Una donna benestante e annoiata che decide di fare un figlio pur non avendo un uomo.
Una donna che crede che per essere “donna”, per sentire finalmente nella carne l’appartenenza a questo sesso femminile, debba portare a termine il fine per cui è stata creata: dare la vita.
È così facile da fare questo figlio, quasi un passatempo divertente. Sfoglia i cataloghi di maschi come fossero figurine, sa tutto di loro, di che colore hanno gli occhi e i capelli, quanto sono alti, legge i curriculum, le cartelle mediche, come sfogliasse un campionario di carta da parati in vista di riarredare casa. Finalmente potrà avere qualcuno con cui parlare, sarà bello averlo per casa, potrà fargli indossare vestiti buffi a carnevale e vantarsi di lui davanti a tutti.

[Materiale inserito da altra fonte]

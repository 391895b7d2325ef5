//! Transitions between job lifecycle states.
//!
//! Each transition is a small strategy over the shared collaborator set,
//! split across submodules:
//!
//! - `end`: drive a finished job through `ReadyToComplete` to `Completed`
//! - `failed`: interpret a user-code failure under the retry policy
//! - `poisoned`: exhausted budgets, `ReadyToPoison` to `Poisoned`
//! - `waiting`: a returned activity graph becomes children plus a
//!   continuation on the parent
//! - `children`: child terminal notifications and liveness verification
//!
//! Every edge runs on the job's coordinator lane and persists through the
//! recoverable action; no error escapes a transition.

mod children;
mod end;
mod failed;
mod poisoned;
mod waiting;

use std::sync::Arc;

use crate::coordinator::JobCoordinator;
use crate::dispatch::ContinuationDispatcher;
use crate::mutator::JobMutator;
use crate::recover::RecoverableAction;
use crate::router::JobRouter;
use crate::settings::OrchestratorConfig;
use crate::store::JobStore;

pub struct Transitions {
    pub(crate) config: OrchestratorConfig,
    pub(crate) store: Arc<dyn JobStore>,
    pub(crate) mutator: Arc<JobMutator>,
    pub(crate) recover: Arc<RecoverableAction>,
    pub(crate) coordinator: Arc<JobCoordinator>,
    pub(crate) router: Arc<JobRouter>,
    pub(crate) dispatcher: Arc<ContinuationDispatcher>,
}

impl Transitions {
    #[allow(clippy::too_many_arguments)]
    pub fn new(
        config: OrchestratorConfig,
        store: Arc<dyn JobStore>,
        mutator: Arc<JobMutator>,
        recover: Arc<RecoverableAction>,
        coordinator: Arc<JobCoordinator>,
        router: Arc<JobRouter>,
        dispatcher: Arc<ContinuationDispatcher>,
    ) -> Arc<Self> {
        Arc::new(Self {
            config,
            store,
            mutator,
            recover,
            coordinator,
            router,
            dispatcher,
        })
    }

    /// Enqueue a child-terminal notification on the parent's coordinator
    /// lane. Fire-and-forget: the lane action handles its own failures.
    pub(crate) fn notify_parent(
        self: &Arc<Self>,
        parent_id: String,
        child_id: String,
        completed: bool,
    ) {
        let transitions = Arc::clone(self);
        let lane = parent_id.clone();
        self.coordinator.run(&lane, async move {
            transitions
                .child_reached_terminal(&parent_id, &child_id, completed)
                .await;
        });
    }
}
//! Persistence contract the scheduler core consumes.
//!
//! The store owns durable truth: queues hold weak in-memory copies of
//! ready jobs only, and every mutation path writes through the store
//! before the in-memory copy is considered authoritative. Backends are
//! external collaborators; the crate ships [`MemoryJobStore`] for tests
//! and embedded use.

use std::collections::HashMap;
use std::sync::Mutex;

use async_trait::async_trait;
use thiserror::Error;

use crate::job::{Job, JobStatus};

#[derive(Debug, Error)]
pub enum StoreError {
    #[error("job not found: {0}")]
    NotFound(String),
    /// Transient durability failure; retryable.
    #[error("store backend failure: {0}")]
    Backend(String),
}

/// Durable map of jobs by id, with secondary lookups by correlation id,
/// by status, and by suspended flag per activity type.
///
/// All operations are issued from async context; a blocking backend is
/// expected to run them on a worker thread. Two `store` calls on the same
/// id issued from the same coordinator lane must be persisted in order.
#[async_trait]
pub trait JobStore: Send + Sync {
    async fn load(&self, id: &str) -> Result<Job, StoreError>;

    /// Load the root job of a correlation group.
    async fn load_by_correlation(&self, correlation_id: &str) -> Result<Job, StoreError>;

    /// Finite scan used only at boot.
    async fn load_by_status(&self, status: JobStatus) -> Result<Vec<Job>, StoreError>;

    /// Upsert one job.
    async fn store(&self, job: &Job) -> Result<(), StoreError>;

    /// Upsert a batch atomically with respect to reader queries.
    async fn store_batch(&self, jobs: &[Job]) -> Result<(), StoreError>;

    /// Up to `max` suspended jobs of the given activity type, in FIFO
    /// insertion order. The caller clears the suspended flag.
    async fn load_suspended(&self, activity_type: &str, max: usize)
        -> Result<Vec<Job>, StoreError>;

    /// Same, for the default queue: suspended jobs whose activity type is
    /// not in `exclude_types`.
    async fn load_suspended_excluding(
        &self,
        exclude_types: &[String],
        max: usize,
    ) -> Result<Vec<Job>, StoreError>;

    async fn count_suspended(&self, activity_type: &str) -> Result<usize, StoreError>;

    async fn count_suspended_excluding(&self, exclude_types: &[String])
        -> Result<usize, StoreError>;
}

#[derive(Default)]
struct MemoryState {
    jobs: HashMap<String, (u64, Job)>,
    next_seq: u64,
}

/// In-memory store backend. Insertion order is tracked per job so
/// suspended scans return FIFO order; updates keep the original sequence.
#[derive(Default)]
pub struct MemoryJobStore {
    state: Mutex<MemoryState>,
}

impl MemoryJobStore {
    pub fn new() -> Self {
        Self::default()
    }

    fn suspended_matching<F>(&self, max: usize, mut pred: F) -> Vec<Job>
    where
        F: FnMut(&Job) -> bool,
    {
        let state = self.state.lock().unwrap();
        let mut matches: Vec<(u64, Job)> = state
            .jobs
            .values()
            .filter(|(_, job)| job.suspended && pred(job))
            .cloned()
            .collect();
        matches.sort_by_key(|(seq, _)| *seq);
        matches.into_iter().take(max).map(|(_, job)| job).collect()
    }

    fn count_matching<F>(&self, mut pred: F) -> usize
    where
        F: FnMut(&Job) -> bool,
    {
        let state = self.state.lock().unwrap();
        state
            .jobs
            .values()
            .filter(|(_, job)| job.suspended && pred(job))
            .count()
    }
}

#[async_trait]
impl JobStore for MemoryJobStore {
    async fn load(&self, id: &str) -> Result<Job, StoreError> {
        let state = self.state.lock().unwrap();
        state
            .jobs
            .get(id)
            .map(|(_, job)| job.clone())
            .ok_or_else(|| StoreError::NotFound(id.to_string()))
    }

    async fn load_by_correlation(&self, correlation_id: &str) -> Result<Job, StoreError> {
        let state = self.state.lock().unwrap();
        state
            .jobs
            .values()
            .map(|(_, job)| job)
            .find(|job| job.correlation_id == correlation_id && job.parent_id.is_none())
            .cloned()
            .ok_or_else(|| StoreError::NotFound(correlation_id.to_string()))
    }

    async fn load_by_status(&self, status: JobStatus) -> Result<Vec<Job>, StoreError> {
        let state = self.state.lock().unwrap();
        let mut matches: Vec<(u64, Job)> = state
            .jobs
            .values()
            .filter(|(_, job)| job.status == status)
            .cloned()
            .collect();
        matches.sort_by_key(|(seq, _)| *seq);
        Ok(matches.into_iter().map(|(_, job)| job).collect())
    }

    async fn store(&self, job: &Job) -> Result<(), StoreError> {
        let mut state = self.state.lock().unwrap();
        let seq = match state.jobs.get(&job.id) {
            Some((seq, _)) => *seq,
            None => {
                state.next_seq += 1;
                state.next_seq
            }
        };
        state.jobs.insert(job.id.clone(), (seq, job.clone()));
        Ok(())
    }

    async fn store_batch(&self, jobs: &[Job]) -> Result<(), StoreError> {
        let mut state = self.state.lock().unwrap();
        for job in jobs {
            let seq = match state.jobs.get(&job.id) {
                Some((seq, _)) => *seq,
                None => {
                    state.next_seq += 1;
                    state.next_seq
                }
            };
            state.jobs.insert(job.id.clone(), (seq, job.clone()));
        }
        Ok(())
    }

    async fn load_suspended(
        &self,
        activity_type: &str,
        max: usize,
    ) -> Result<Vec<Job>, StoreError> {
        Ok(self.suspended_matching(max, |job| job.activity_type == activity_type))
    }

    async fn load_suspended_excluding(
        &self,
        exclude_types: &[String],
        max: usize,
    ) -> Result<Vec<Job>, StoreError> {
        Ok(self.suspended_matching(max, |job| {
            !exclude_types.iter().any(|t| *t == job.activity_type)
        }))
    }

    async fn count_suspended(&self, activity_type: &str) -> Result<usize, StoreError> {
        Ok(self.count_matching(|job| job.activity_type == activity_type))
    }

    async fn count_suspended_excluding(
        &self,
        exclude_types: &[String],
    ) -> Result<usize, StoreError> {
        Ok(self.count_matching(|job| !exclude_types.iter().any(|t| *t == job.activity_type)))
    }
}

#[cfg(test)]
mod tests {
    use super::*;
    use crate::activity::ActivityCall;

    fn suspended_job(activity_type: &str) -> Job {
        let mut job = Job::root(ActivityCall::new(activity_type, "run"), 0);
        job.suspended = true;
        job
    }

    #[tokio::test]
    async fn suspended_scan_is_fifo_by_insertion() {
        let store = MemoryJobStore::new();
        let first = suspended_job("s");
        let second = suspended_job("s");
        store.store(&first).await.unwrap();
        store.store(&second).await.unwrap();

        let loaded = store.load_suspended("s", 10).await.unwrap();
        assert_eq!(loaded.len(), 2);
        assert_eq!(loaded[0].id, first.id);
        assert_eq!(loaded[1].id, second.id);
    }

    #[tokio::test]
    async fn update_keeps_insertion_order() {
        let store = MemoryJobStore::new();
        let first = suspended_job("s");
        let mut second = suspended_job("s");
        store.store(&first).await.unwrap();
        store.store(&second).await.unwrap();

        // Rewriting the second job must not move it ahead of the first.
        second.dispatch_count = 3;
        store.store(&second).await.unwrap();
        let loaded = store.load_suspended("s", 10).await.unwrap();
        assert_eq!(loaded[0].id, first.id);
    }

    #[tokio::test]
    async fn excluding_scan_skips_named_types() {
        let store = MemoryJobStore::new();
        store.store(&suspended_job("s")).await.unwrap();
        let other = suspended_job("t");
        store.store(&other).await.unwrap();

        let exclude = vec!["s".to_string()];
        let loaded = store.load_suspended_excluding(&exclude, 10).await.unwrap();
        assert_eq!(loaded.len(), 1);
        assert_eq!(loaded[0].id, other.id);
        assert_eq!(store.count_suspended_excluding(&exclude).await.unwrap(), 1);
    }

    #[tokio::test]
    async fn correlation_lookup_returns_the_root() {
        let store = MemoryJobStore::new();
        let root = Job::root(ActivityCall::new("s", "run"), 0);
        let child = Job::child_of(&root, ActivityCall::new("s", "step"));
        store.store(&root).await.unwrap();
        store.store(&child).await.unwrap();

        let found = store.load_by_correlation(&root.correlation_id).await.unwrap();
        assert_eq!(found.id, root.id);
    }
}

Ma poi Il Corpo arriva, è bastata un’iniezione e lui ha cominciato a crescere nella sua pancia, e allora non è poi così sicura. È uscito da lei, ma è diverso da lei. È livido, gonfio, piange di continuo. È estraneo. Estraneo come sarà la sua balia, dopo infinite ricerche alla scoperta delle razze più sconosciute, alla fine la scelta ricade sulla ragazza eritrea. Eritrea e pure cristiana. Questa nuova vita è sfiancante, bisogna sempre confrontarsi con l’Altro, andare dallo psicologo per elaborare l’inadeguatezza, mettere i giorni uno in fila all’altro sempre uguali, controllare i propri impulsi, le voci nella testa.
Silvia Ranfagni riesce nell’operazione chirurgica a cuore aperto che è questo libro: un racconto sulla maternità, reale e quindi scomodo, sincero e senza fronzoli. Con una penna ironica e sarcastica veleggia sulle acque tormentate di un viaggio nell’interiorità di una madre per scelta che deve affrontare le contraddizioni quotidiane del sentirsi responsabile di un’altra vita. Una vita che tu hai voluto e creato, ma che non ti ricompensa e anzi si allontana, ha vita propria, propri pensieri e voleri e inclinazioni. Un’esistenza in costante equilibrio tra la paura e l’angoscia, tra l’autoflagellazione e il rimorso, ma raccontata con un piglio vivace e mai banale. Un’esistenza che cerca perennemente nell’altro la risposta alle proprie domande più intime.
«Il figlio dà piacere, giusto? È per quello che lo hai fatto. Per goderne. Invece il Corpo chiede di più, sempre di più. Ora se n’è inventata un’altra, cammina!
Beh, “cammina” è solo una parola. Il Corpo non cammina. “Arranca”, “traballa”, “sbanda”, “tenta di avanzare”, si regge, ma per poco, sugli arti posteriori. Sono per lo più tentativi umilianti. Anziché demotivarsi, il Corpo lotta. Lottando devasta l’ambiente intorno. Crea più reazioni di una pallina nel flipper. Sedie che si rovesciano, tende che si strappano, spigoli che spuntano quando meno te l’aspetti. Cento Euro [lo psicologo, ndr] è troppo furbo: non ha fatto un Corpo, lui. È uno di quegli uomini cerulei e compiaciuti, da sempre grande amante del lattice.
Cerchi di spiegargli che delirio sia un Corpo-che-cammina. Cento Euro ti ascolta raccontare, in lungo e in largo, fattarelli di una noia mortale a dirsi, di un’emozione soffocante a viversi. Il Corpo è in grado di raggiungere tavolinetti bassi. Da qui tutto il pathos. Il Corpo raggiunge prese della luce con la stessa spensierata confidenza. È ignaro degli indici di sicurezza delle cose. Agisce continuamente. Continuamente. Continuamente.»